■ **Exercise instructions**
Your answer must be every record below, written out exactly as it appears.

[Saved entries]

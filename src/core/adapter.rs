use crate::core::request::request_url;
use crate::core::{ConfigProvider, User, UserApi, UserData, UserStream, APP_USER_AGENT};
use crate::utils::error::{FetchError, Result};
use futures::executor::block_on;
use futures::stream::{self, Stream, StreamExt, TryStreamExt};
use reqwest::header::ACCEPT;

/// Fetches users from `api_url`, either blocking or as a lazy stream.
///
/// The URL is not checked here; a malformed one fails on the first request.
#[derive(Debug, Clone)]
pub struct UserFetchAdapter {
    client: reqwest::blocking::Client,
    api_url: String,
}

impl UserFetchAdapter {
    pub fn new(client: reqwest::blocking::Client, api_url: impl Into<String>) -> Self {
        Self {
            client,
            api_url: api_url.into(),
        }
    }

    pub fn from_config<C: ConfigProvider>(client: reqwest::blocking::Client, config: &C) -> Self {
        Self::new(client, config.api_url())
    }

    /// Uses a blocking client carrying this crate's user agent.
    ///
    /// Must not be called from inside an async runtime.
    pub fn with_default_client(api_url: impl Into<String>) -> Result<Self> {
        let client = reqwest::blocking::Client::builder()
            .user_agent(APP_USER_AGENT)
            .build()?;
        Ok(Self::new(client, api_url))
    }

    pub fn api_url(&self) -> &str {
        &self.api_url
    }
}

impl UserApi for UserFetchAdapter {
    fn fetch_users_blocking(&self, limit: i32) -> Result<Vec<User>> {
        let url = request_url(&self.api_url, Some(limit))?;

        tracing::debug!("Making blocking API request to: {}", url);
        let response = self.client.get(url).send()?;
        tracing::debug!("API response status: {}", response.status());

        let body = response.error_for_status()?.bytes()?;
        let envelope: UserData = serde_json::from_slice(&body)?;

        tracing::info!("Fetched {} users", envelope.data.len());
        Ok(envelope.data)
    }

    fn fetch_users_reactive<S, E>(&self, limit: S) -> Result<UserStream>
    where
        S: Stream<Item = std::result::Result<i32, E>>,
        E: std::error::Error + Send + Sync + 'static,
    {
        // limit 在這裡同步解析，之後才組 pipeline
        let limit = resolve_limit(limit)?;
        tracing::debug!("Resolved limit {:?}, building user stream", limit);

        let users = stream::once(fetch_envelope(self.api_url.clone(), limit))
            .map_ok(|envelope| stream::iter(envelope.data.into_iter().map(Ok::<User, FetchError>)))
            .try_flatten();

        Ok(users.boxed())
    }
}

/// Blocks the calling thread until `limit` emits or completes.
fn resolve_limit<S, E>(limit: S) -> Result<Option<i32>>
where
    S: Stream<Item = std::result::Result<i32, E>>,
    E: std::error::Error + Send + Sync + 'static,
{
    let mut limit = std::pin::pin!(limit);
    block_on(limit.next())
        .transpose()
        .map_err(|e| FetchError::LimitSourceError(Box::new(e)))
}

async fn fetch_envelope(api_url: String, limit: Option<i32>) -> Result<UserData> {
    let url = request_url(&api_url, limit)?;
    let client = reqwest::Client::builder()
        .user_agent(APP_USER_AGENT)
        .build()?;

    tracing::debug!("Making API request to: {}", url);
    let response = client
        .get(url)
        .header(ACCEPT, "application/json")
        .send()
        .await?;
    tracing::debug!("API response status: {}", response.status());

    let body = response.error_for_status()?.bytes().await?;
    let envelope: UserData = serde_json::from_slice(&body)?;

    tracing::info!("Fetched {} users", envelope.data.len());
    Ok(envelope)
}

■ **Written solution**
filename src/core/adapter.rs
use crate::core::request::request_url;
use crate::core::{ConfigProvider, User, UserApi, UserData, UserStream, APP_USER_AGENT};
use crate::utils::error::{FetchError, Result};
use futures::executor::block_on;
use futures::stream::{self, Stream, StreamExt, TryStreamExt};
use reqwest::header::ACCEPT;

/// Fetches users from `api_url`, either blocking or as a lazy stream.
///
/// The URL is not checked here; a malformed one fails on the first request.
#[derive(Debug, Clone)]
pub struct UserFetchAdapter {
    client: reqwest::blocking::Client,
    api_url: String,
}

impl UserFetchAdapter {
    pub fn new(client: reqwest::blocking::Client, api_url: impl Into<String>) -> Self {
        Self {
            client,
            api_url: api_url.into(),
        }
    }

    pub fn from_config<C: ConfigProvider>(client: reqwest::blocking::Client, config: &C) -> Self {
        Self::new(client, config.api_url())
    }

    /// Uses a blocking client carrying this crate's user agent.
    ///
    /// Must not be called from inside an async runtime.
    pub fn with_default_client(api_url: impl Into<String>) -> Result<Self> {
        let client = reqwest::blocking::Client::builder()
            .user_agent(APP_USER_AGENT)
            .build()?;
        Ok(Self::new(client, api_url))
    }

    pub fn api_url(&self) -> &str {
        &self.api_url
    }
}

impl UserApi for UserFetchAdapter {
    fn fetch_users_blocking(&self, limit: i32) -> Result<Vec<User>> {
        let url = request_url(&self.api_url, Some(limit))?;

        tracing::debug!("Making blocking API request to: {}", url);
        let response = self.client.get(url).send()?;
        tracing::debug!("API response status: {}", response.status());

        let body = response.error_for_status()?.bytes()?;
        let envelope: UserData = serde_json::from_slice(&body)?;

        tracing::info!("Fetched {} users", envelope.data.len());
        Ok(envelope.data)
    }

    fn fetch_users_reactive<S, E>(&self, limit: S) -> Result<UserStream>
    where
        S: Stream<Item = std::result::Result<i32, E>>,
        E: std::error::Error + Send + Sync + 'static,
    {
        // limit 在這裡同步解析，之後才組 pipeline
        let limit = resolve_limit(limit)?;
        tracing::debug!("Resolved limit {:?}, building user stream", limit);

        let users = stream::once(fetch_envelope(self.api_url.clone(), limit))
            .map_ok(|envelope| stream::iter(envelope.data.into_iter().map(Ok::<User, FetchError>)))
            .try_flatten();

        Ok(users.boxed())
    }
}

/// Blocks the calling thread until `limit` emits or completes.
fn resolve_limit<S, E>(limit: S) -> Result<Option<i32>>
where
    S: Stream<Item = std::result::Result<i32, E>>,
    E: std::error::Error + Send + Sync + 'static,
{
    let mut limit = std::pin::pin!(limit);
    block_on(limit.next())
        .transpose()
        .map_err(|e| FetchError::LimitSourceError(Box::new(e)))
}

async fn fetch_envelope(api_url: String, limit: Option<i32>) -> Result<UserData> {
    let url = request_url(&api_url, limit)?;
    let client = reqwest::Client::builder()
        .user_agent(APP_USER_AGENT)
        .build()?;

    tracing::debug!("Making API request to: {}", url);
    let response = client
        .get(url)
        .header(ACCEPT, "application/json")
        .send()
        .await?;
    tracing::debug!("API response status: {}", response.status());

    let body = response.error_for_status()?.bytes().await?;
    let envelope: UserData = serde_json::from_slice(&body)?;

    tracing::info!("Fetched {} users", envelope.data.len());
    Ok(envelope)
}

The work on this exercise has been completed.